## [Data shown]

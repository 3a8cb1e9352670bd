//! HTTP API over the engine.
//!
//! Routes are built once by [`router`]; [`HttpServer`] binds the listener,
//! serves the router on a background task and shuts it down gracefully.

mod handlers;

use std::net::SocketAddr;
use std::sync::Arc;

use axum::Router;
use axum::http::{HeaderValue, header};
use axum::routing::{get, post};
use tokio::sync::oneshot;
use tokio::task::JoinHandle;
use tower_http::set_header::SetResponseHeaderLayer;
use tower_http::trace::TraceLayer;

use crate::config::Config;
use crate::error::ServerError;
use crate::exec::{CommandGateway, ScriptRunner};
use crate::llm::TextGenerator;
use crate::preview::{Composer, FrameRegistry, PreviewSessions, SandboxPolicy};

/// Shared state for all handlers.
pub struct AppState {
    pub gateway: CommandGateway,
    pub runner: ScriptRunner,
    pub composer: Composer,
    pub previews: PreviewSessions,
    pub policy: SandboxPolicy,
    pub generator: Option<Arc<dyn TextGenerator>>,
}

impl AppState {
    pub fn from_config(config: &Config) -> Self {
        Self {
            gateway: config.command_gateway(),
            runner: config.script_runner(),
            composer: Composer::new().with_resize_bridge(true),
            previews: PreviewSessions::new(FrameRegistry::new(), config.sandbox_policy()),
            policy: config.sandbox_policy(),
            generator: config.text_generator(),
        }
    }
}

/// Build the application router.
pub fn router(state: Arc<AppState>) -> Router {
    Router::new()
        .route("/api/extract", post(handlers::extract))
        .route("/api/execute", post(handlers::execute))
        .route("/api/python", post(handlers::python))
        .route("/api/compose", post(handlers::compose))
        .route("/api/preview", post(handlers::preview))
        .route("/api/chat", post(handlers::chat))
        .route("/api/generate", post(handlers::generate))
        .route("/api/previews", post(handlers::create_preview))
        .route(
            "/api/previews/{id}",
            get(handlers::preview_status)
                .put(handlers::refresh_preview)
                .delete(handlers::close_preview),
        )
        .route("/api/previews/{id}/retry", post(handlers::retry_preview))
        .route("/api/previews/{id}/messages", post(handlers::preview_message))
        .route("/frames/{id}", get(handlers::serve_frame))
        .with_state(state)
        .layer(SetResponseHeaderLayer::if_not_present(
            header::X_CONTENT_TYPE_OPTIONS,
            HeaderValue::from_static("nosniff"),
        ))
        .layer(TraceLayer::new_for_http())
}

/// Owns the listening socket and the serving task.
pub struct HttpServer {
    addr: SocketAddr,
    shutdown_tx: Option<oneshot::Sender<()>>,
    handle: Option<JoinHandle<()>>,
}

impl HttpServer {
    pub fn new(addr: SocketAddr) -> Self {
        Self {
            addr,
            shutdown_tx: None,
            handle: None,
        }
    }

    /// Bind and start serving `app`. Returns the bound address, which differs
    /// from the configured one when port 0 was requested.
    pub async fn start(&mut self, app: Router) -> Result<SocketAddr, ServerError> {
        if self.handle.is_some() {
            return Err(ServerError::AlreadyRunning);
        }

        let listener = tokio::net::TcpListener::bind(self.addr)
            .await
            .map_err(|e| ServerError::BindFailed {
                addr: self.addr,
                reason: e.to_string(),
            })?;
        let bound = listener.local_addr().map_err(|e| ServerError::BindFailed {
            addr: self.addr,
            reason: e.to_string(),
        })?;

        tracing::info!("HTTP server listening on {}", bound);

        let (shutdown_tx, shutdown_rx) = oneshot::channel();
        self.shutdown_tx = Some(shutdown_tx);

        let handle = tokio::spawn(async move {
            if let Err(e) = axum::serve(listener, app)
                .with_graceful_shutdown(async {
                    let _ = shutdown_rx.await;
                    tracing::info!("HTTP server shutting down");
                })
                .await
            {
                tracing::error!("HTTP server error: {}", e);
            }
        });

        self.handle = Some(handle);
        Ok(bound)
    }

    /// Signal graceful shutdown and wait for the serving task to finish.
    pub async fn shutdown(&mut self) {
        if let Some(tx) = self.shutdown_tx.take() {
            let _ = tx.send(());
        }
        if let Some(handle) = self.handle.take() {
            let _ = handle.await;
        }
    }

    /// Wait until the serving task exits.
    pub async fn wait(&mut self) {
        if let Some(handle) = self.handle.take() {
            let _ = handle.await;
        }
    }
}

## [Activity]
Write out every entry verbatim.

## [Solution to the exercise]
repository 3a8cb1e9352670bd
//! HTTP API over the engine.
//!
//! Routes are built once by [`router`]; [`HttpServer`] binds the listener,
//! serves the router on a background task and shuts it down gracefully.

mod handlers;

use std::net::SocketAddr;
use std::sync::Arc;

use axum::Router;
use axum::http::{HeaderValue, header};
use axum::routing::{get, post};
use tokio::sync::oneshot;
use tokio::task::JoinHandle;
use tower_http::set_header::SetResponseHeaderLayer;
use tower_http::trace::TraceLayer;

use crate::config::Config;
use crate::error::ServerError;
use crate::exec::{CommandGateway, ScriptRunner};
use crate::llm::TextGenerator;
use crate::preview::{Composer, FrameRegistry, PreviewSessions, SandboxPolicy};

/// Shared state for all handlers.
pub struct AppState {
    pub gateway: CommandGateway,
    pub runner: ScriptRunner,
    pub composer: Composer,
    pub previews: PreviewSessions,
    pub policy: SandboxPolicy,
    pub generator: Option<Arc<dyn TextGenerator>>,
}

impl AppState {
    pub fn from_config(config: &Config) -> Self {
        Self {
            gateway: config.command_gateway(),
            runner: config.script_runner(),
            composer: Composer::new().with_resize_bridge(true),
            previews: PreviewSessions::new(FrameRegistry::new(), config.sandbox_policy()),
            policy: config.sandbox_policy(),
            generator: config.text_generator(),
        }
    }
}

/// Build the application router.
pub fn router(state: Arc<AppState>) -> Router {
    Router::new()
        .route("/api/extract", post(handlers::extract))
        .route("/api/execute", post(handlers::execute))
        .route("/api/python", post(handlers::python))
        .route("/api/compose", post(handlers::compose))
        .route("/api/preview", post(handlers::preview))
        .route("/api/chat", post(handlers::chat))
        .route("/api/generate", post(handlers::generate))
        .route("/api/previews", post(handlers::create_preview))
        .route(
            "/api/previews/{id}",
            get(handlers::preview_status)
                .put(handlers::refresh_preview)
                .delete(handlers::close_preview),
        )
        .route("/api/previews/{id}/retry", post(handlers::retry_preview))
        .route("/api/previews/{id}/messages", post(handlers::preview_message))
        .route("/frames/{id}", get(handlers::serve_frame))
        .with_state(state)
        .layer(SetResponseHeaderLayer::if_not_present(
            header::X_CONTENT_TYPE_OPTIONS,
            HeaderValue::from_static("nosniff"),
        ))
        .layer(TraceLayer::new_for_http())
}

/// Owns the listening socket and the serving task.
pub struct HttpServer {
    addr: SocketAddr,
    shutdown_tx: Option<oneshot::Sender<()>>,
    handle: Option<JoinHandle<()>>,
}

impl HttpServer {
    pub fn new(addr: SocketAddr) -> Self {
        Self {
            addr,
            shutdown_tx: None,
            handle: None,
        }
    }

    /// Bind and start serving `app`. Returns the bound address, which differs
    /// from the configured one when port 0 was requested.
    pub async fn start(&mut self, app: Router) -> Result<SocketAddr, ServerError> {
        if self.handle.is_some() {
            return Err(ServerError::AlreadyRunning);
        }

        let listener = tokio::net::TcpListener::bind(self.addr)
            .await
            .map_err(|e| ServerError::BindFailed {
                addr: self.addr,
                reason: e.to_string(),
            })?;
        let bound = listener.local_addr().map_err(|e| ServerError::BindFailed {
            addr: self.addr,
            reason: e.to_string(),
        })?;

        tracing::info!("HTTP server listening on {}", bound);

        let (shutdown_tx, shutdown_rx) = oneshot::channel();
        self.shutdown_tx = Some(shutdown_tx);

        let handle = tokio::spawn(async move {
            if let Err(e) = axum::serve(listener, app)
                .with_graceful_shutdown(async {
                    let _ = shutdown_rx.await;
                    tracing::info!("HTTP server shutting down");
                })
                .await
            {
                tracing::error!("HTTP server error: {}", e);
            }
        });

        self.handle = Some(handle);
        Ok(bound)
    }

    /// Signal graceful shutdown and wait for the serving task to finish.
    pub async fn shutdown(&mut self) {
        if let Some(tx) = self.shutdown_tx.take() {
            let _ = tx.send(());
        }
        if let Some(handle) = self.handle.take() {
            let _ = handle.await;
        }
    }

    /// Wait until the serving task exits.
    pub async fn wait(&mut self) {
        if let Some(handle) = self.handle.take() {
            let _ = handle.await;
        }
    }
}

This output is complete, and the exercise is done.